A million dollars isn’t cool. You know what’s cool? A billion dollars.
That line, popularized by the big screen story of Facebook’s founding, now has an online retail equivalent: “A big sale isn’t cool. You know what’s cool? A new holiday.”
In 2009, Alibaba created Singles Day, which has since grown to become China’s biggest online sales holiday, producing more revenue than Black Friday and Cyber Monday put together. And of course there’s Amazon Prime Day, the online retail behemoth’s July 15 sale in which generated more than $2.4 billion in sales last year.
Now, Wayfair is getting into the act with its first inaugural Way Day. On April 25, the home goods retailer will offer discounts on approximately 70,000 of its more than 10 million SKUs.
According to Liza Lefkowski, Wayfair’s head of brand and promotions, the April 25 date is designed to capitalize on increased demand for home goods in spring.

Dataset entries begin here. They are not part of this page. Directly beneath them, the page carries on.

//! # 界面状态数据模型
//!
//! `ChatState` 是推送给前端的完整状态快照，前端只负责渲染，不自行维护副本。
//! `Notice` 是一次性的提示消息（对应前端的 toast）。

use serde::{Deserialize, Serialize};

use crate::models::assistant::Assistant;
use crate::models::message::ThreadMessage;
use crate::models::run::{Run, RunStatus};
use crate::models::thread::Thread;

/// 对话界面状态快照
///
/// 对应前端 TypeScript 接口：
/// ```typescript
/// interface ChatState {
///   assistant: Assistant | null;
///   thread: Thread | null;
///   messages: ThreadMessage[];
///   run: Run | null;
///   runStatus: RunStatus | null;
///   draft: string;
///   polling: boolean;
///   pollError: string | null;
///   pending: PendingFlags;
/// }
/// ```
#[derive(Debug, Clone, Default, PartialEq, Serialize, Deserialize)]
#[serde(rename_all = "camelCase")]
pub struct ChatState {
    /// 当前助手
    pub assistant: Option<Assistant>,

    /// 当前对话（同一时刻至多一个）
    pub thread: Option<Thread>,

    /// 当前对话的消息，按创建时间升序
    pub messages: Vec<ThreadMessage>,

    /// 当前跟踪的 Run
    pub run: Option<Run>,

    /// 最近一次获得的 Run 状态
    pub run_status: Option<RunStatus>,

    /// 输入框草稿：发送成功后清空，失败时保留
    pub draft: String,

    /// 是否有活动的轮询任务
    pub polling: bool,

    /// 轮询中断原因；为 `Some` 时前端显示"连接中断"并提供重试入口
    pub poll_error: Option<String>,

    /// 进行中的操作标记，用于按钮的 loading / disabled 状态
    pub pending: PendingFlags,
}

/// 进行中的操作标记
#[derive(Debug, Clone, Default, PartialEq, Eq, Serialize, Deserialize)]
#[serde(rename_all = "camelCase")]
pub struct PendingFlags {
    pub creating_thread: bool,
    pub deleting_thread: bool,
    pub sending: bool,
    pub fetching: bool,
    pub creating_run: bool,
    pub cancelling: bool,
}

/// 提示级别
#[derive(Debug, Clone, Copy, PartialEq, Eq, Serialize, Deserialize)]
#[serde(rename_all = "snake_case")]
pub enum NoticeLevel {
    Success,
    Error,
}

/// 一次性提示消息
#[derive(Debug, Clone, PartialEq, Eq, Serialize, Deserialize)]
#[serde(rename_all = "camelCase")]
pub struct Notice {
    pub level: NoticeLevel,
    pub message: String,
}
//! # 消息数据模型
//!
//! 定义了对话消息（ThreadMessage）和内容块（MessageContent），
//! 对应远程服务 `thread.message` 对象及前端渲染所需的字段。
//!
//! 内容块采用 `serde_json::Value` 处理，远程服务新增内容块类型（图片、文件引用等）
//! 时不会导致反序列化失败。

use serde::{Deserialize, Serialize};
use serde_json::Value;

/// 消息内容块
///
/// 文本块的结构为 `{ "type": "text", "text": { "value": "...", "annotations": [] } }`。
/// 其余类型原样保留，由前端决定是否渲染。
pub type MessageContent = Value;

/// 消息作者角色
#[derive(Debug, Clone, Copy, PartialEq, Eq, Serialize, Deserialize)]
#[serde(rename_all = "snake_case")]
pub enum MessageRole {
    /// 用户发送的消息
    User,
    /// 助手生成的回复
    Assistant,
}

/// 对话消息
///
/// 从本地客户端视角是只追加、不可变的记录。
/// 展示顺序以 `created_at` 升序为准，与接口返回顺序无关。
#[derive(Debug, Clone, PartialEq, Serialize, Deserialize)]
pub struct ThreadMessage {
    /// 远程消息 ID（`msg_...`）
    pub id: String,

    /// 所属对话 ID
    #[serde(default)]
    pub thread_id: String,

    /// 作者角色
    pub role: MessageRole,

    /// 内容块列表
    #[serde(default)]
    pub content: Vec<MessageContent>,

    /// 创建时间（Unix 秒）
    #[serde(default)]
    pub created_at: i64,

    /// 生成该消息的 Run（仅助手消息有值）
    #[serde(default)]
    pub run_id: Option<String>,

    /// 其余远程字段
    #[serde(flatten)]
    pub extra: serde_json::Map<String, Value>,
}

impl ThreadMessage {
    /// 提取第一个文本内容块的文本
    ///
    /// 首个内容块不是文本时返回 `None`，与前端只渲染文本块的行为一致。
    pub fn text(&self) -> Option<&str> {
        let first = self.content.first()?;
        if first.get("type").and_then(Value::as_str) != Some("text") {
            return None;
        }
        first.get("text")?.get("value")?.as_str()
    }
}

/// 按创建时间升序排列消息
///
/// 使用稳定排序：同一秒内创建的消息保持接口返回的相对顺序。
pub fn sort_by_created_at(messages: &mut [ThreadMessage]) {
    messages.sort_by_key(|m| m.created_at);
}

“Spring is a peak moment for us, when the home is top of mind,” she explained. “[Customers] might be getting ready for outdoor season, or they might be looking to put their home up for sale or kicking off renovations or doing spring cleaning and getting organized. There’s a lot going on around the home around this time, and we want to celebrate that and establish a holiday around that.”
The multi-million dollar question: will Wayfair be successful in launching its own sales holiday?

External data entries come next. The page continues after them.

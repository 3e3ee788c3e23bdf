//! # 设置 Tauri Commands
//!
//! - `get_app_data_path` - 获取应用数据目录路径
//! - `read_app_settings` / `save_app_settings` - 读写 `settings.json`

use tauri::State;

use crate::models::settings::AppSettings;
use crate::services::app_state::AppState;

/// 获取应用数据目录的绝对路径（设置页展示用）
#[tauri::command]
pub async fn get_app_data_path(state: State<'_, AppState>) -> Result<String, String> {
    Ok(state.data_dir().to_string_lossy().to_string())
}

/// 读取当前生效的设置
#[tauri::command]
pub async fn read_app_settings(state: State<'_, AppState>) -> Result<AppSettings, String> {
    Ok(state.settings().await)
}

/// 保存设置
///
/// 写入 `settings.json` 后立即应用：API Key、服务地址、轮询参数和助手配置
/// 对之后的请求生效，无需重启应用。
///
/// # 错误
/// 序列化失败、路径验证失败或文件写入失败时返回错误
#[tauri::command]
pub async fn save_app_settings(
    state: State<'_, AppState>,
    settings: AppSettings,
) -> Result<(), String> {
    state.save_settings(settings).await
}
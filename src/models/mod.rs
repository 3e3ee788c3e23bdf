//! # 数据模型模块
//!
//! 定义了与远程 Assistants API 及前端 TypeScript 类型对应的 Rust 数据结构。
//! 所有结构体均派生 `Serialize` 和 `Deserialize`，用于 Tauri IPC 传输、
//! 远程接口解析和本地镜像文件读写。
//! - `assistant` - 助手对象及创建配置
//! - `thread` - 对话对象及删除响应
//! - `message` - 对话消息及排序
//! - `run` - Run 对象及状态枚举
//! - `settings` - 应用设置
//! - `state` - 推送给前端的界面状态快照

pub mod assistant;
pub mod message;
pub mod run;
pub mod settings;
pub mod state;
pub mod thread;
//! # 应用设置数据模型
//!
//! 定义了应用设置（AppSettings）及其子结构，存储在 `~/.assistant-chat/settings.json`。
//!
//! 所有字段都带有默认值：设置文件缺失或只包含部分字段时，
//! 缺失字段自动回落到默认值，旧版本设置文件可以直接被新版本读取。

use serde::{Deserialize, Serialize};

use crate::models::assistant::AssistantConfig;

/// 远程服务默认地址
pub const DEFAULT_API_BASE: &str = "https://api.openai.com/v1";

/// 默认轮询间隔（毫秒）
pub const DEFAULT_POLL_INTERVAL_MS: u64 = 500;

/// 默认允许的连续轮询失败次数
pub const DEFAULT_MAX_POLL_FAILURES: u32 = 3;

/// API Key 环境变量名（设置文件未填写时回落）
pub const API_KEY_ENV: &str = "OPENAI_API_KEY";

/// 服务地址环境变量名（设置文件未填写时回落）
pub const API_BASE_ENV: &str = "OPENAI_BASE_URL";

/// 应用设置
///
/// 对应前端 TypeScript 接口：
/// ```typescript
/// interface AppSettings {
///   apiKey: string | null;
///   apiBase: string | null;
///   assistant: AssistantConfig;
///   pollIntervalMs: number;
///   maxPollFailures: number;
///   proxy: ProxySettings;
/// }
/// ```
#[derive(Debug, Clone, PartialEq, Serialize, Deserialize)]
#[serde(rename_all = "camelCase", default)]
pub struct AppSettings {
    /// 远程服务 API Key；为空时读取 `OPENAI_API_KEY`
    pub api_key: Option<String>,

    /// 远程服务地址；为空时读取 `OPENAI_BASE_URL`，再回落到官方地址
    pub api_base: Option<String>,

    /// 创建助手时使用的配置
    pub assistant: AssistantConfig,

    /// Run 状态轮询间隔（毫秒）
    pub poll_interval_ms: u64,

    /// 连续轮询失败多少次后停止轮询并提示连接中断
    pub max_poll_failures: u32,

    /// 本地 HTTP 代理端点设置
    pub proxy: ProxySettings,
}

impl Default for AppSettings {
    fn default() -> Self {
        Self {
            api_key: None,
            api_base: None,
            assistant: AssistantConfig::default(),
            poll_interval_ms: DEFAULT_POLL_INTERVAL_MS,
            max_poll_failures: DEFAULT_MAX_POLL_FAILURES,
            proxy: ProxySettings::default(),
        }
    }
}

impl AppSettings {
    /// 解析最终生效的 API Key：设置文件优先，其次环境变量
    pub fn resolved_api_key(&self) -> Option<String> {
        non_empty(self.api_key.clone()).or_else(|| non_empty(std::env::var(API_KEY_ENV).ok()))
    }

    /// 解析最终生效的服务地址（去掉末尾 `/`）
    pub fn resolved_api_base(&self) -> String {
        non_empty(self.api_base.clone())
            .or_else(|| non_empty(std::env::var(API_BASE_ENV).ok()))
            .unwrap_or_else(|| DEFAULT_API_BASE.to_string())
            .trim_end_matches('/')
            .to_string()
    }
}

/// 本地代理端点设置
#[derive(Debug, Clone, PartialEq, Serialize, Deserialize)]
#[serde(rename_all = "camelCase", default)]
pub struct ProxySettings {
    /// 是否在启动时监听本地端口
    pub enabled: bool,

    /// 监听地址
    pub host: String,

    /// 监听端口
    pub port: u16,
}

impl Default for ProxySettings {
    fn default() -> Self {
        Self {
            enabled: true,
            host: "127.0.0.1".to_string(),
            port: 8787,
        }
    }
}

/// 本地代理服务的运行信息（本机脚本调用时需要令牌）
#[derive(Debug, Clone, PartialEq, Serialize)]
#[serde(rename_all = "camelCase")]
pub struct ProxyInfo {
    /// 实际监听地址，未启动时为 `None`
    pub address: Option<String>,

    /// 请求头 `x-assistant-chat-token` 的值
    pub token: String,
}

/// 空白字符串视为未设置
fn non_empty(value: Option<String>) -> Option<String> {
    value
        .map(|v| v.trim().to_string())
        .filter(|v| !v.is_empty())
}

#[cfg(test)]
mod tests {
    use super::*;

    #[test]
    fn partial_settings_fall_back_to_defaults() {
        let settings: AppSettings =
            serde_json::from_str(r#"{ "pollIntervalMs": 250, "proxy": { "port": 9000 } }"#).unwrap();
        assert_eq!(settings.poll_interval_ms, 250);
        assert_eq!(settings.max_poll_failures, DEFAULT_MAX_POLL_FAILURES);
        assert_eq!(settings.proxy.port, 9000);
        assert_eq!(settings.proxy.host, "127.0.0.1");
        assert_eq!(settings.assistant, AssistantConfig::default());
    }

    #[test]
    fn configured_values_win_over_environment() {
        let settings = AppSettings {
            api_key: Some("  sk-file  ".to_string()),
            api_base: Some("http://localhost:9999/v1/".to_string()),
            ..AppSettings::default()
        };
        assert_eq!(settings.resolved_api_key().as_deref(), Some("sk-file"));
        assert_eq!(settings.resolved_api_base(), "http://localhost:9999/v1");
    }
}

The company is promoting Way Day prominently on its website and through a marketing campaign that spans digital channels and television. But despite the fact that it’s a large retailer that ranked 16th on Internet Retailer’s Top 500 list, it’s a lot smaller than Amazon and Alibaba.
That means Wayfair certainly won’t generate as much in the way of sales as Singles Day or Amazon Prime Day, but that doesn’t mean that it can’t be a meaningful driver of business for Wayfair. As Sucharita Kodali, an analyst at Forrester Research, told Internet Retailer, Wayfair “just needs the sale to be big for itself.”
With that in mind, other retail brands looking to create their own sales holiday, there are a number of considerations that retailers should keep in mind. These include:
Scale. Even though Wayfair isn’t nearly as big as Alibaba and Amazon, it is by no means a small retailer. Obviously, to pull off a sales holiday, a retailer has to have a large enough business to realistically distinguish a holiday from a sale.
Trends. Wayfair timed Way Day to coincide with an uptick in customer interest it has identified occurs in spring. Any retailer looking at developing a holiday would be wise to look for trends, seasonal or otherwise, so that they can try to tap into a source of interest and demand that already exists. They would also be wise to identify the products that should be included in the sale.
Branding and awareness. To successfully pull off a sales holiday, retailers need to be prepared to make a hard investment in branding the event and creating awareness about it. While a successful sales holiday can pay off, and require less and less paid promotion each year if it becomes a thing, getting one going realistically can’t be done without spend. In other words, to make money, retailers need to spend money.
Competition. Retailers that create their own holiday will need to be prepared for the possibility that their competitors will try to capitalize on the event, which could blunt some of the anticipated upside. For example, despite the fact that Prime Day is no doubt a boon for Amazon, other retailers are increasingly seeking to woo consumers on and around Prime Day. Last year, a group of large and diverse retailers, including Walmart, Best Buy, Kohl’s and Newegg, took aim at Prime Day with sales of their own.
Because the retail landscape is changing and traditional holidays typically associated with sales events are no longer as important thanks to ecommerce, it’s likely that Wayfair won’t be the last retailer to take a page out of the Alibaba and Amazon playbooks and attempt to replicate their tactics in some fashion, albeit on a smaller scale.
As sales holidays like Way Day become more common, retailers will be able to glean more insight into what works best and what doesn’t work so well. And consumers might find they have reason to celebrate more frequently.